Four Poems

translated by Luke Hankins

Blue and green background

[1]

Winter,

               I have to wake up.
The day enters the room. With the leavings of yesterday. The first things that reach my ears, fragments of conversation, unfinished sentences. I lie down again. I forget the beginnings of sentences . . .

Invent the walls, one by one, the window in front of you, the door to the left. Across the darkness.

Find yourself back in your body, fall . . . There is no other way.

I cover myself in words.

 

[2]

Now it’s past midnight, you’re far away. The whales and the animals at the bottom of the ocean sleep while our thoughts roam the surface.

Yesterday I bought the poems of Vallejo, in English. He surprises and disturbs me every time I open the book. So I close it, I put it aside. But there are verses that haunt me, this evening it’s raining more than ever; and I have no desire to live, heart . . .

It’s raining in Romania. I’ve just come back from school, I’m running, soaked, especially my shoes. What will I wear tomorrow? I make it home. The evening speeds by. Mama isn’t back yet.

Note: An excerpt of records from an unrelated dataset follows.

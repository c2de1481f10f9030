//! CLI argument definitions and the validate command

use clap::Parser;
use std::io::Write;
use std::path::PathBuf;

use org_config_core::Validator;

use super::output::{OutputFormat, ValidationOutput};
use super::ExitCode;
use crate::error::CliError;

/// Organization configuration validator
///
/// Validates an organization configuration file (metadata, environments,
/// organizational units, accounts, policies, SSO and GitHub Actions access)
/// beyond what a schema checker can express.
#[derive(Parser, Debug)]
#[command(name = "org-config-validate")]
#[command(about = "Validate organization configuration files", long_about = None)]
#[command(version)]
pub struct ValidateCli {
    /// Path to the configuration file (YAML, JSON or TOML)
    #[arg(value_name = "CONFIG_FILE")]
    pub config: PathBuf,

    /// Treat warnings as errors
    #[arg(long, env = "ORG_CONFIG_STRICT")]
    pub strict: bool,

    /// Output format for validation results
    #[arg(long, value_enum, default_value = "table", env = "ORG_CONFIG_FORMAT")]
    pub format: OutputFormat,

    /// Output verbosity level (-v, -vv, -vvv)
    #[arg(short, long, action = clap::ArgAction::Count)]
    pub verbose: u8,

    /// Suppress all log output except errors
    #[arg(short, long)]
    pub quiet: bool,

    /// Emit logs as JSON lines on stderr
    #[arg(long)]
    pub log_json: bool,
}

/// Execute the validate command, writing the report to `out`
pub fn execute_validate<W: Write>(cli: &ValidateCli, out: &mut W) -> Result<ExitCode, CliError> {
    tracing::info!(path = %cli.config.display(), strict = cli.strict, "Validating configuration");

    let result = Validator::new().validate_file(&cli.config);

    let output = ValidationOutput::from_result(&result, cli.strict);
    output.render(cli.format, out)?;

    let exit_code = ExitCode::from_validation_result(&result, cli.strict);
    tracing::info!(
        errors = result.errors.len(),
        warnings = result.warnings.len(),
        exit_code = i32::from(exit_code),
        "Validation finished"
    );

    Ok(exit_code)
}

I hear children shouting outside, the screeching of a tramway . . . I open the blue notebook.

 

[3]

I continue. Thursday.

I can no longer escape this book. Voracious. It’s as if it were already written and doesn’t want me to expose it to the light, to send it into the world. I wake during the night and it threatens me, clings to me—I’m sick of it.

And you who think I write in the comfort of my room, in the warmth of a sunny day, in the luxury of your declarations of love . . .

 

[4]

I said, This victory, today, is made of my losses, of all my failures, built on my days of waiting, on my empty nights.

I said, This glory . . . The paragraphs I never finished—you stole their letters from me. Even if you gave them back today, it would be too late; the spaces have been filled.

They were gesticulating and holding their hands out to me with books to sign. I said, These are the hours I haven’t lived, the circles that never closed because you cut holes in my eyes.

There were lots of people, men and women, come for the celebration. An immense moon rose out of the lake.

Sickening red.

Someone nearby put on a Piaf album; she sang Padam, Padam . . .

Sign what? I said.

They crowded around me and held out a book I didn’t recognize.

Translations from the French
By Luke Hankins

Editorial note: From Journal aux yeux fermés (Éditions du Gril, 2010) by Stella Vinitchi Radulescu.


Stella Vinitchi Radulescu was born in Romania and left the country at the height of the Communist regime. Writing poetry in three languages, she has published numerous books in the United States, France, Belgium, and Romania. Radulescu’s French books have received several awards, including the Grand Prix de Poésie Noël-Henri Villard and the Prix Amélie Murat.


Luke Hankins is a poet, editor, and translator. His latest book is The Work of Creation: Selected Prose, and a volume of his translations from the French of Stella Vinitchi Radulescu, A Cry in the Snow and Other Poems, is forthcoming from Seagull Books.